## Extracted records
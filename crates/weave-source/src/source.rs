//! Content source trait and error types.
//!
//! Provides the [`ContentSource`] trait through which the resolver reads every
//! external resource, along with [`SourceError`] for unified error handling
//! across backends.

use weave_dom::{Dom, NodeId, parse_document};

use crate::encoding::TextEncoding;
use crate::locator::Locator;

/// Semantic error categories.
#[derive(Debug, Clone, Copy, PartialEq, Eq)]
#[non_exhaustive]
pub enum SourceErrorKind {
    /// Resource does not exist.
    NotFound,
    /// Permission denied.
    PermissionDenied,
    /// Locator is malformed or escapes the source root.
    InvalidLocator,
    /// Backend cannot serve this kind of locator (e.g., remote URIs).
    Unsupported,
    /// Content is not valid in the requested encoding.
    Decode,
    /// Structured content could not be parsed.
    Parse,
    /// Backend is temporarily unavailable.
    Unavailable,
    /// Operation timed out.
    Timeout,
    /// Other/unknown error category.
    Other,
}

/// Retry guidance.
#[derive(Debug, Clone, Copy, PartialEq, Eq, Default)]
pub enum ErrorStatus {
    /// Don't retry (not found, invalid locator, malformed content).
    #[default]
    Permanent,
    /// Retry immediately (timeout, connection reset).
    Temporary,
    /// Retry with backoff (service unavailable).
    Persistent,
}

/// Source error with semantic kind and backend-specific cause.
#[derive(Debug)]
pub struct SourceError {
    /// Semantic error category.
    pub kind: SourceErrorKind,
    /// Retry guidance.
    pub status: ErrorStatus,
    /// Locator context (if applicable).
    pub locator: Option<Locator>,
    /// Backend identifier (e.g., "Fs", "Mock").
    pub backend: Option<&'static str>,
    source: Option<Box<dyn std::error::Error + Send + Sync>>,
}

impl SourceError {
    /// Create a new source error.
    #[must_use]
    pub fn new(kind: SourceErrorKind) -> Self {
        Self {
            kind,
            status: ErrorStatus::Permanent,
            locator: None,
            backend: None,
            source: None,
        }
    }

    /// Attach locator context.
    #[must_use]
    pub fn with_locator(mut self, locator: &Locator) -> Self {
        self.locator = Some(locator.clone());
        self
    }

    /// Attach backend identifier.
    #[must_use]
    pub fn with_backend(mut self, backend: &'static str) -> Self {
        self.backend = Some(backend);
        self
    }

    /// Set retry status.
    #[must_use]
    pub fn with_status(mut self, status: ErrorStatus) -> Self {
        self.status = status;
        self
    }

    /// Attach the underlying error source.
    #[must_use]
    pub fn with_source(mut self, source: impl std::error::Error + Send + Sync + 'static) -> Self {
        self.source = Some(Box::new(source));
        self
    }

    /// Downcast the source error to a concrete type.
    #[must_use]
    pub fn downcast_source<E: std::error::Error + 'static>(&self) -> Option<&E> {
        self.source.as_ref()?.downcast_ref()
    }

    /// Whether the resource simply does not exist.
    #[must_use]
    pub fn is_not_found(&self) -> bool {
        self.kind == SourceErrorKind::NotFound
    }

    /// Create a not found error for a locator.
    #[must_use]
    pub fn not_found(locator: &Locator) -> Self {
        Self::new(SourceErrorKind::NotFound).with_locator(locator)
    }

    /// Create a source error from an I/O error.
    #[must_use]
    pub fn io(err: std::io::Error, locator: &Locator) -> Self {
        let kind = match err.kind() {
            std::io::ErrorKind::NotFound => SourceErrorKind::NotFound,
            std::io::ErrorKind::PermissionDenied => SourceErrorKind::PermissionDenied,
            std::io::ErrorKind::TimedOut => SourceErrorKind::Timeout,
            std::io::ErrorKind::InvalidInput => SourceErrorKind::InvalidLocator,
            _ => SourceErrorKind::Other,
        };
        let status = match err.kind() {
            std::io::ErrorKind::TimedOut | std::io::ErrorKind::Interrupted => {
                ErrorStatus::Temporary
            }
            _ => ErrorStatus::Permanent,
        };
        Self::new(kind)
            .with_status(status)
            .with_locator(locator)
            .with_source(err)
    }
}

impl std::fmt::Display for SourceError {
    fn fmt(&self, f: &mut std::fmt::Formatter<'_>) -> std::fmt::Result {
        // Format: "[Backend] Kind: message (locator: a/b.xml)"
        if let Some(backend) = self.backend {
            write!(f, "[{backend}] ")?;
        }

        let kind_str = match self.kind {
            SourceErrorKind::NotFound => "Not found",
            SourceErrorKind::PermissionDenied => "Permission denied",
            SourceErrorKind::InvalidLocator => "Invalid locator",
            SourceErrorKind::Unsupported => "Unsupported locator",
            SourceErrorKind::Decode => "Decode error",
            SourceErrorKind::Parse => "Parse error",
            SourceErrorKind::Unavailable => "Unavailable",
            SourceErrorKind::Timeout => "Timeout",
            SourceErrorKind::Other => "Error",
        };

        write!(f, "{kind_str}")?;

        if let Some(source) = &self.source {
            write!(f, ": {source}")?;
        }

        if let Some(locator) = &self.locator {
            write!(f, " (locator: {locator})")?;
        }

        Ok(())
    }
}

impl std::error::Error for SourceError {
    fn source(&self) -> Option<&(dyn std::error::Error + 'static)> {
        self.source
            .as_ref()
            .map(|s| s.as_ref() as &(dyn std::error::Error + 'static))
    }
}

/// Result of fetching and parsing a structured resource.
#[derive(Debug, Clone, PartialEq, Eq)]
pub struct StructuredFetch {
    /// Document node of the parsed tree.
    pub document: NodeId,
    /// Every locator read while producing the tree (at least the fetched one).
    pub dependencies: Vec<Locator>,
}

/// Access to external content.
///
/// Implementations must be shareable across threads: independent resolution
/// runs may use one source concurrently.
pub trait ContentSource: Send + Sync {
    /// Read the raw bytes of a resource.
    ///
    /// # Errors
    ///
    /// Returns [`SourceError`] with [`SourceErrorKind::NotFound`] when the
    /// resource does not exist, or another kind when it cannot be read.
    fn read(&self, locator: &Locator) -> Result<Vec<u8>, SourceError>;

    /// Get modification time as seconds since Unix epoch.
    ///
    /// # Errors
    ///
    /// Returns [`SourceError`] if the resource doesn't exist or its mtime
    /// can't be retrieved.
    fn mtime(&self, locator: &Locator) -> Result<f64, SourceError>;

    /// Identity of the content tree this source reads from.
    ///
    /// Two sources with the same id must map every locator to the same
    /// resource. Results cached across runs are keyed on it.
    fn id(&self) -> String {
        std::any::type_name::<Self>().to_owned()
    }

    /// Fetch a resource as text in the given encoding.
    ///
    /// # Errors
    ///
    /// Returns [`SourceError`] when reading fails or the content is not valid
    /// in `encoding` ([`SourceErrorKind::Decode`]).
    fn fetch_text(&self, locator: &Locator, encoding: TextEncoding) -> Result<String, SourceError> {
        let bytes = self.read(locator)?;
        encoding.decode(&bytes).map_err(|e| {
            SourceError::new(SourceErrorKind::Decode)
                .with_locator(locator)
                .with_source(e)
        })
    }

    /// Fetch and parse a structured resource into `dom`.
    ///
    /// Structured content is always decoded as UTF-8.
    ///
    /// # Errors
    ///
    /// Returns [`SourceError`] when reading fails, the content is not UTF-8, or
    /// the markup is malformed ([`SourceErrorKind::Parse`]).
    fn fetch_structured(
        &self,
        locator: &Locator,
        dom: &mut Dom,
    ) -> Result<StructuredFetch, SourceError> {
        let text = self.fetch_text(locator, TextEncoding::Utf8)?;
        let document = parse_document(dom, locator.as_str(), &text).map_err(|e| {
            SourceError::new(SourceErrorKind::Parse)
                .with_locator(locator)
                .with_source(e)
        })?;
        Ok(StructuredFetch {
            document,
            dependencies: vec![locator.clone()],
        })
    }
}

## Problem statement
An exact reproduction of all the entries, complete to the last line, is needed.

## Exercise answer
filename crates/weave-source/src/source.rs
//! Content source trait and error types.
//!
//! Provides the [`ContentSource`] trait through which the resolver reads every
//! external resource, along with [`SourceError`] for unified error handling
//! across backends.

use weave_dom::{Dom, NodeId, parse_document};

use crate::encoding::TextEncoding;
use crate::locator::Locator;

/// Semantic error categories.
#[derive(Debug, Clone, Copy, PartialEq, Eq)]
#[non_exhaustive]
pub enum SourceErrorKind {
    /// Resource does not exist.
    NotFound,
    /// Permission denied.
    PermissionDenied,
    /// Locator is malformed or escapes the source root.
    InvalidLocator,
    /// Backend cannot serve this kind of locator (e.g., remote URIs).
    Unsupported,
    /// Content is not valid in the requested encoding.
    Decode,
    /// Structured content could not be parsed.
    Parse,
    /// Backend is temporarily unavailable.
    Unavailable,
    /// Operation timed out.
    Timeout,
    /// Other/unknown error category.
    Other,
}

/// Retry guidance.
#[derive(Debug, Clone, Copy, PartialEq, Eq, Default)]
pub enum ErrorStatus {
    /// Don't retry (not found, invalid locator, malformed content).
    #[default]
    Permanent,
    /// Retry immediately (timeout, connection reset).
    Temporary,
    /// Retry with backoff (service unavailable).
    Persistent,
}

/// Source error with semantic kind and backend-specific cause.
#[derive(Debug)]
pub struct SourceError {
    /// Semantic error category.
    pub kind: SourceErrorKind,
    /// Retry guidance.
    pub status: ErrorStatus,
    /// Locator context (if applicable).
    pub locator: Option<Locator>,
    /// Backend identifier (e.g., "Fs", "Mock").
    pub backend: Option<&'static str>,
    source: Option<Box<dyn std::error::Error + Send + Sync>>,
}

impl SourceError {
    /// Create a new source error.
    #[must_use]
    pub fn new(kind: SourceErrorKind) -> Self {
        Self {
            kind,
            status: ErrorStatus::Permanent,
            locator: None,
            backend: None,
            source: None,
        }
    }

    /// Attach locator context.
    #[must_use]
    pub fn with_locator(mut self, locator: &Locator) -> Self {
        self.locator = Some(locator.clone());
        self
    }

    /// Attach backend identifier.
    #[must_use]
    pub fn with_backend(mut self, backend: &'static str) -> Self {
        self.backend = Some(backend);
        self
    }

    /// Set retry status.
    #[must_use]
    pub fn with_status(mut self, status: ErrorStatus) -> Self {
        self.status = status;
        self
    }

    /// Attach the underlying error source.
    #[must_use]
    pub fn with_source(mut self, source: impl std::error::Error + Send + Sync + 'static) -> Self {
        self.source = Some(Box::new(source));
        self
    }

    /// Downcast the source error to a concrete type.
    #[must_use]
    pub fn downcast_source<E: std::error::Error + 'static>(&self) -> Option<&E> {
        self.source.as_ref()?.downcast_ref()
    }

    /// Whether the resource simply does not exist.
    #[must_use]
    pub fn is_not_found(&self) -> bool {
        self.kind == SourceErrorKind::NotFound
    }

    /// Create a not found error for a locator.
    #[must_use]
    pub fn not_found(locator: &Locator) -> Self {
        Self::new(SourceErrorKind::NotFound).with_locator(locator)
    }

    /// Create a source error from an I/O error.
    #[must_use]
    pub fn io(err: std::io::Error, locator: &Locator) -> Self {
        let kind = match err.kind() {
            std::io::ErrorKind::NotFound => SourceErrorKind::NotFound,
            std::io::ErrorKind::PermissionDenied => SourceErrorKind::PermissionDenied,
            std::io::ErrorKind::TimedOut => SourceErrorKind::Timeout,
            std::io::ErrorKind::InvalidInput => SourceErrorKind::InvalidLocator,
            _ => SourceErrorKind::Other,
        };
        let status = match err.kind() {
            std::io::ErrorKind::TimedOut | std::io::ErrorKind::Interrupted => {
                ErrorStatus::Temporary
            }
            _ => ErrorStatus::Permanent,
        };
        Self::new(kind)
            .with_status(status)
            .with_locator(locator)
            .with_source(err)
    }
}

impl std::fmt::Display for SourceError {
    fn fmt(&self, f: &mut std::fmt::Formatter<'_>) -> std::fmt::Result {
        // Format: "[Backend] Kind: message (locator: a/b.xml)"
        if let Some(backend) = self.backend {
            write!(f, "[{backend}] ")?;
        }

        let kind_str = match self.kind {
            SourceErrorKind::NotFound => "Not found",
            SourceErrorKind::PermissionDenied => "Permission denied",
            SourceErrorKind::InvalidLocator => "Invalid locator",
            SourceErrorKind::Unsupported => "Unsupported locator",
            SourceErrorKind::Decode => "Decode error",
            SourceErrorKind::Parse => "Parse error",
            SourceErrorKind::Unavailable => "Unavailable",
            SourceErrorKind::Timeout => "Timeout",
            SourceErrorKind::Other => "Error",
        };

        write!(f, "{kind_str}")?;

        if let Some(source) = &self.source {
            write!(f, ": {source}")?;
        }

        if let Some(locator) = &self.locator {
            write!(f, " (locator: {locator})")?;
        }

        Ok(())
    }
}

impl std::error::Error for SourceError {
    fn source(&self) -> Option<&(dyn std::error::Error + 'static)> {
        self.source
            .as_ref()
            .map(|s| s.as_ref() as &(dyn std::error::Error + 'static))
    }
}

/// Result of fetching and parsing a structured resource.
#[derive(Debug, Clone, PartialEq, Eq)]
pub struct StructuredFetch {
    /// Document node of the parsed tree.
    pub document: NodeId,
    /// Every locator read while producing the tree (at least the fetched one).
    pub dependencies: Vec<Locator>,
}

/// Access to external content.
///
/// Implementations must be shareable across threads: independent resolution
/// runs may use one source concurrently.
pub trait ContentSource: Send + Sync {
    /// Read the raw bytes of a resource.
    ///
    /// # Errors
    ///
    /// Returns [`SourceError`] with [`SourceErrorKind::NotFound`] when the
    /// resource does not exist, or another kind when it cannot be read.
    fn read(&self, locator: &Locator) -> Result<Vec<u8>, SourceError>;

    /// Get modification time as seconds since Unix epoch.
    ///
    /// # Errors
    ///
    /// Returns [`SourceError`] if the resource doesn't exist or its mtime
    /// can't be retrieved.
    fn mtime(&self, locator: &Locator) -> Result<f64, SourceError>;

    /// Identity of the content tree this source reads from.
    ///
    /// Two sources with the same id must map every locator to the same
    /// resource. Results cached across runs are keyed on it.
    fn id(&self) -> String {
        std::any::type_name::<Self>().to_owned()
    }

    /// Fetch a resource as text in the given encoding.
    ///
    /// # Errors
    ///
    /// Returns [`SourceError`] when reading fails or the content is not valid
    /// in `encoding` ([`SourceErrorKind::Decode`]).
    fn fetch_text(&self, locator: &Locator, encoding: TextEncoding) -> Result<String, SourceError> {
        let bytes = self.read(locator)?;
        encoding.decode(&bytes).map_err(|e| {
            SourceError::new(SourceErrorKind::Decode)
                .with_locator(locator)
                .with_source(e)
        })
    }

    /// Fetch and parse a structured resource into `dom`.
    ///
    /// Structured content is always decoded as UTF-8.
    ///
    /// # Errors
    ///
    /// Returns [`SourceError`] when reading fails, the content is not UTF-8, or
    /// the markup is malformed ([`SourceErrorKind::Parse`]).
    fn fetch_structured(
        &self,
        locator: &Locator,
        dom: &mut Dom,
    ) -> Result<StructuredFetch, SourceError> {
        let text = self.fetch_text(locator, TextEncoding::Utf8)?;
        let document = parse_document(dom, locator.as_str(), &text).map_err(|e| {
            SourceError::new(SourceErrorKind::Parse)
                .with_locator(locator)
                .with_source(e)
        })?;
        Ok(StructuredFetch {
            document,
            dependencies: vec![locator.clone()],
        })
    }
}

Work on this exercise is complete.